In the listing below, how many lines contain the word "FoldingKind"? Please respond with the number only.

== Segment start ==

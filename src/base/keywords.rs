//! Reserved words of the recognized source dialect.
//!
//! Declaration keywords (`fn`, `struct`, `mod`, ...) are reserved too; the
//! table describing how each one declares a symbol lives in
//! `hir::symbols::rules`.

/// All reserved keywords, sorted for binary search.
pub const RESERVED: &[&str] = &[
    "Self", "as", "async", "await", "break", "class", "const", "continue", "crate", "dyn", "else",
    "enum", "extern", "false", "fn", "for", "if", "impl", "in", "interface", "let", "loop",
    "match", "mod", "module", "move", "mut", "namespace", "pub", "ref", "return", "self",
    "static", "struct", "super", "trait", "true", "type", "union", "unsafe", "use", "where",
    "while",
];

/// The visibility modifier skipped in front of declarations.
pub const VISIBILITY: &str = "pub";

/// Check whether `word` is a reserved keyword.
#[inline]
pub fn is_reserved(word: &str) -> bool {
    RESERVED.binary_search(&word).is_ok()
}
//! Symbol listing for workspace and document views.

use crate::hir::{DocumentIndex, OutlineNode, Symbol, WorkspaceIndex};

use super::fuzzy;

/// A symbol matched by a search, with its fuzzy score.
#[derive(Clone, Debug, PartialEq, Eq)]
pub struct SymbolMatch {
    pub symbol: Symbol,
    pub score: u32,
}

/// Get the outline of a document.
pub fn document_symbols(doc: &DocumentIndex) -> Vec<OutlineNode> {
    doc.outline().to_vec()
}

/// Search every symbol in the workspace index.
///
/// Results are sorted by score (best first), then by kind rank, then by
/// name, and truncated to `limit`.
pub fn search_workspace_symbols(
    index: &WorkspaceIndex,
    query: &str,
    limit: usize,
) -> Vec<SymbolMatch> {
    let mut results = score_all(index.all_symbols(), query);
    results.sort_by(|a, b| {
        b.score
            .cmp(&a.score)
            .then_with(|| a.symbol.kind.rank().cmp(&b.symbol.kind.rank()))
            .then_with(|| a.symbol.name.cmp(&b.symbol.name))
    });
    results.truncate(limit);
    results
}

/// Search the symbols of the given open documents.
///
/// Same scoring as [`search_workspace_symbols`], but ties keep the order in
/// which symbols were first seen: document order, then source order.
pub fn workspace_symbols<'a>(
    query: &str,
    open_documents: impl IntoIterator<Item = &'a DocumentIndex>,
    limit: usize,
) -> Vec<SymbolMatch> {
    let symbols = open_documents
        .into_iter()
        .flat_map(|doc| doc.symbols().iter());
    let mut results = score_all(symbols, query);
    results.sort_by(|a, b| b.score.cmp(&a.score));
    results.truncate(limit);
    results
}

fn score_all<'a>(symbols: impl Iterator<Item = &'a Symbol>, query: &str) -> Vec<SymbolMatch> {
    symbols
        .filter_map(|symbol| {
            let score = fuzzy::score(query, &symbol.name);
            (score > 0).then(|| SymbolMatch {
                symbol: symbol.clone(),
                score,
            })
        })
        .collect()
}
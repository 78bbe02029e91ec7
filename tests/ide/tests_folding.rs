//! Folding range tests.

use lexis::ide::{FoldingKind, FoldingRange};

use crate::helpers::host_helpers::*;
use crate::helpers::source_fixtures::NESTED_MODULES;

fn lines(ranges: &[FoldingRange]) -> Vec<(u32, u32)> {
    ranges.iter().map(|r| (r.start_line, r.end_line)).collect()
}

#[test]
fn test_nested_braces_fold() {
    let host = host_with_document(NESTED_MODULES);
    let ranges = host.analysis().folding_ranges(TEST_URI);

    assert_eq!(
        lines(&ranges),
        vec![(1, 18), (2, 5), (7, 11), (8, 10), (13, 17), (14, 16), (20, 22)]
    );
    assert!(ranges.iter().all(|r| r.kind == FoldingKind::Region));
}

#[test]
fn test_block_comment_folds() {
    let source = "/* first\n   second */\nfn f() {}\n// one line\n";
    let host = host_with_document(source);
    let ranges = host.analysis().folding_ranges(TEST_URI);

    assert_eq!(ranges.len(), 1);
    assert_eq!(ranges[0].kind, FoldingKind::Comment);
    assert_eq!((ranges[0].start_line, ranges[0].end_line), (0, 1));
}

#[test]
fn test_braces_in_strings_do_not_fold() {
    let source = "fn f() {\n    let s = \"}\";\n}\nconst C: char = '{';\n";
    let host = host_with_document(source);
    assert_eq!(lines(&host.analysis().folding_ranges(TEST_URI)), vec![(0, 2)]);
}

#[test]
fn test_unbalanced_braces_are_ignored() {
    let source = "fn f() {\n    if x {\n        y();\n    }\n";
    let host = host_with_document(source);
    assert_eq!(lines(&host.analysis().folding_ranges(TEST_URI)), vec![(1, 3)]);
}
//! Semantic token tests.

use lexis::ide::{SemanticToken, TokenType, encode_relative, semantic_spans};
use lexis::scan::scan;
use rstest::rstest;

use crate::helpers::host_helpers::*;
use crate::helpers::source_fixtures::*;

fn token(line: u32, col: u32, length: u32, token_type: TokenType) -> SemanticToken {
    SemanticToken {
        line,
        col,
        length,
        token_type,
    }
}

#[rstest]
#[case(TRICKY_LEXING)]
#[case(NESTED_MODULES)]
#[case(STRUCT_AND_FUNCTION)]
#[case(UNTERMINATED_FUNCTION)]
#[case("let s = \"never closed\nfn hidden() {}\n")]
fn test_code_tokens_never_start_in_masked_text(#[case] source: &str) {
    let result = scan(source);
    for span in semantic_spans(source, &result) {
        match span.token_type {
            TokenType::Comment | TokenType::String => {}
            _ => assert!(
                result.mask.is_code(span.start),
                "{:?} starts at masked offset {}",
                span.token_type,
                span.start
            ),
        }
    }
}

#[test]
fn test_spans_are_sorted_and_disjoint() {
    let result = scan(TRICKY_LEXING);
    let spans = semantic_spans(TRICKY_LEXING, &result);
    assert!(!spans.is_empty());
    for pair in spans.windows(2) {
        assert!(pair[0].end <= pair[1].start);
    }
}

#[test]
fn test_struct_and_function_tokens() {
    let host = host_with_document(STRUCT_AND_FUNCTION);
    let tokens = host.analysis().semantic_tokens(TEST_URI);

    for expected in [
        token(0, 0, 6, TokenType::Keyword),
        token(0, 7, 3, TokenType::Struct),
        token(1, 2, 3, TokenType::Property),
        token(3, 0, 2, TokenType::Keyword),
        token(3, 3, 3, TokenType::Function),
    ] {
        assert!(tokens.contains(&expected), "missing {expected:?}");
    }
}

#[test]
fn test_multiline_comment_is_split_per_line() {
    let host = host_with_document("/* a\nbc */ fn f() {}\n");
    let tokens = host.analysis().semantic_tokens(TEST_URI);

    assert_eq!(tokens[0], token(0, 0, 4, TokenType::Comment));
    assert_eq!(tokens[1], token(1, 0, 5, TokenType::Comment));
}

#[test]
fn test_relative_encoding_of_document() {
    let host = host_with_document("fn f() {}\nfn g() {}\n");
    let data = encode_relative(&host.analysis().semantic_tokens(TEST_URI));

    assert_eq!(
        data,
        vec![
            0, 0, 2, TokenType::Keyword.to_lsp_index(), 0, //
            0, 3, 1, TokenType::Function.to_lsp_index(), 0, //
            1, 0, 2, TokenType::Keyword.to_lsp_index(), 0, //
            0, 3, 1, TokenType::Function.to_lsp_index(), 0,
        ]
    );
}
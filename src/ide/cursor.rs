//! Locating the identifier under the cursor.

use crate::base::Position;
use crate::base::text_utils::{is_identifier_start, word_touching};
use crate::hir::DocumentIndex;

/// The identifier touching a cursor position.
#[derive(Clone, Debug, PartialEq, Eq)]
pub(crate) struct WordAt {
    pub start: usize,
    pub end: usize,
    pub text: String,
}

impl WordAt {
    /// Whether every char of the word is code (not comment or string).
    pub fn is_code(&self, doc: &DocumentIndex) -> bool {
        (self.start..self.end).all(|offset| doc.mask().is_code(offset))
    }
}

/// The maximal run of identifier chars touching `position`.
///
/// Runs that cannot start an identifier (`42`, `9abc`) are not words.
pub(crate) fn word_at(doc: &DocumentIndex, position: Position) -> Option<WordAt> {
    let offset = doc.offset_at(position)?;
    let chars = doc.chars();
    let (start, end) = word_touching(chars, offset)?;
    if !is_identifier_start(chars[start]) {
        return None;
    }
    Some(WordAt {
        start,
        end,
        text: chars[start..end].iter().collect(),
    })
}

== Segment end ==

- [THE ANSWER]:
3